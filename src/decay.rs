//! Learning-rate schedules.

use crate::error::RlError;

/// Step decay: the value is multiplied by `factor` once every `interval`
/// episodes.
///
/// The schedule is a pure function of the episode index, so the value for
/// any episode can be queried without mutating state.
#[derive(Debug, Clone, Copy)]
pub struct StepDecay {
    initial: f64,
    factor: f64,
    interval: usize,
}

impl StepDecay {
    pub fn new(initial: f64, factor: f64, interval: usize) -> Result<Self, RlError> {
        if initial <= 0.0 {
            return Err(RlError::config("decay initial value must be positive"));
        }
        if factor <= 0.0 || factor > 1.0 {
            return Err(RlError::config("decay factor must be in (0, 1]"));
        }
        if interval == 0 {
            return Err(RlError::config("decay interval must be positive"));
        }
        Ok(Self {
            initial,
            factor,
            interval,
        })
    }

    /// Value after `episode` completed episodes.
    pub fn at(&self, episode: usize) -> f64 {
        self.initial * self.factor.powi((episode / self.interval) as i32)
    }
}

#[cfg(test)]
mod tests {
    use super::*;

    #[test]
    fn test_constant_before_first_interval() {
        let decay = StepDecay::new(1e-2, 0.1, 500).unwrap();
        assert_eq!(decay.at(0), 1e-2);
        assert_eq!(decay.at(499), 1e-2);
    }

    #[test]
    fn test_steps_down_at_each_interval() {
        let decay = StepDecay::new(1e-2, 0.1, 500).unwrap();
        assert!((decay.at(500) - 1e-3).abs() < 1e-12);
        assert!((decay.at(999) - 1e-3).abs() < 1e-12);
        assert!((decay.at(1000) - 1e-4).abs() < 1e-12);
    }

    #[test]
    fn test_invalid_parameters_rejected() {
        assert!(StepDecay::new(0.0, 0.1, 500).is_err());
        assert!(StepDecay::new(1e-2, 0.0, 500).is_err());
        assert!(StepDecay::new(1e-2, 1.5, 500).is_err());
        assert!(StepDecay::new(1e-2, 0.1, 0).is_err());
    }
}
■ ■ ■
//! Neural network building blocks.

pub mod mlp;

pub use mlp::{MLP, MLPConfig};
■ ■ ■
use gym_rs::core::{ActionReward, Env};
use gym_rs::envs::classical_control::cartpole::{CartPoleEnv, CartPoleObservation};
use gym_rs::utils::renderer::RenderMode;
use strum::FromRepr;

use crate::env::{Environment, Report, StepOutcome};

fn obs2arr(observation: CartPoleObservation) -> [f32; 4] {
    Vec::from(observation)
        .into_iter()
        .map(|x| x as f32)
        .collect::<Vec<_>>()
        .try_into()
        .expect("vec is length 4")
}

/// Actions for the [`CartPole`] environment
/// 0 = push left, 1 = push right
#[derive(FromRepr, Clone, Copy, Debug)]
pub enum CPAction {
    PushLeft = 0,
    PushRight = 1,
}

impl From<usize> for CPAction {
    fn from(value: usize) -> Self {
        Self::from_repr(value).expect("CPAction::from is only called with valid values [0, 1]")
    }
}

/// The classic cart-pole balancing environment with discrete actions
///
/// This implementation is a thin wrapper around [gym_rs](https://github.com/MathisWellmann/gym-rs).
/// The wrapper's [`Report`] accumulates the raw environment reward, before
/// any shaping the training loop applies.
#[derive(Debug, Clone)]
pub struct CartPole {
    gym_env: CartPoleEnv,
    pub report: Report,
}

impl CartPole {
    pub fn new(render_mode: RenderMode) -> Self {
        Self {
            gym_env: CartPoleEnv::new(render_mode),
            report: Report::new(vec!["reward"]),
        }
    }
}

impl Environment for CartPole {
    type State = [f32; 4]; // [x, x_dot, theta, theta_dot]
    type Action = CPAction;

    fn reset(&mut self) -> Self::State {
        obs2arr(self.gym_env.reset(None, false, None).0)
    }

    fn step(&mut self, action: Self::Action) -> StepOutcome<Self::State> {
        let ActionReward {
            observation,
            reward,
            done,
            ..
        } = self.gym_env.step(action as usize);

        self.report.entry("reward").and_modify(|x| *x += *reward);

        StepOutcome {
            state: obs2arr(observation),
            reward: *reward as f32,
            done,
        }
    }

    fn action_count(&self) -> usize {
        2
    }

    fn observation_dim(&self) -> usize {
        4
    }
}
■ ■ ■
__Problem requirements__
List every line above containing the word "positive".

__Problem solution__
            return Err(RlError::config("decay initial value must be positive"));
            return Err(RlError::config("decay interval must be positive"));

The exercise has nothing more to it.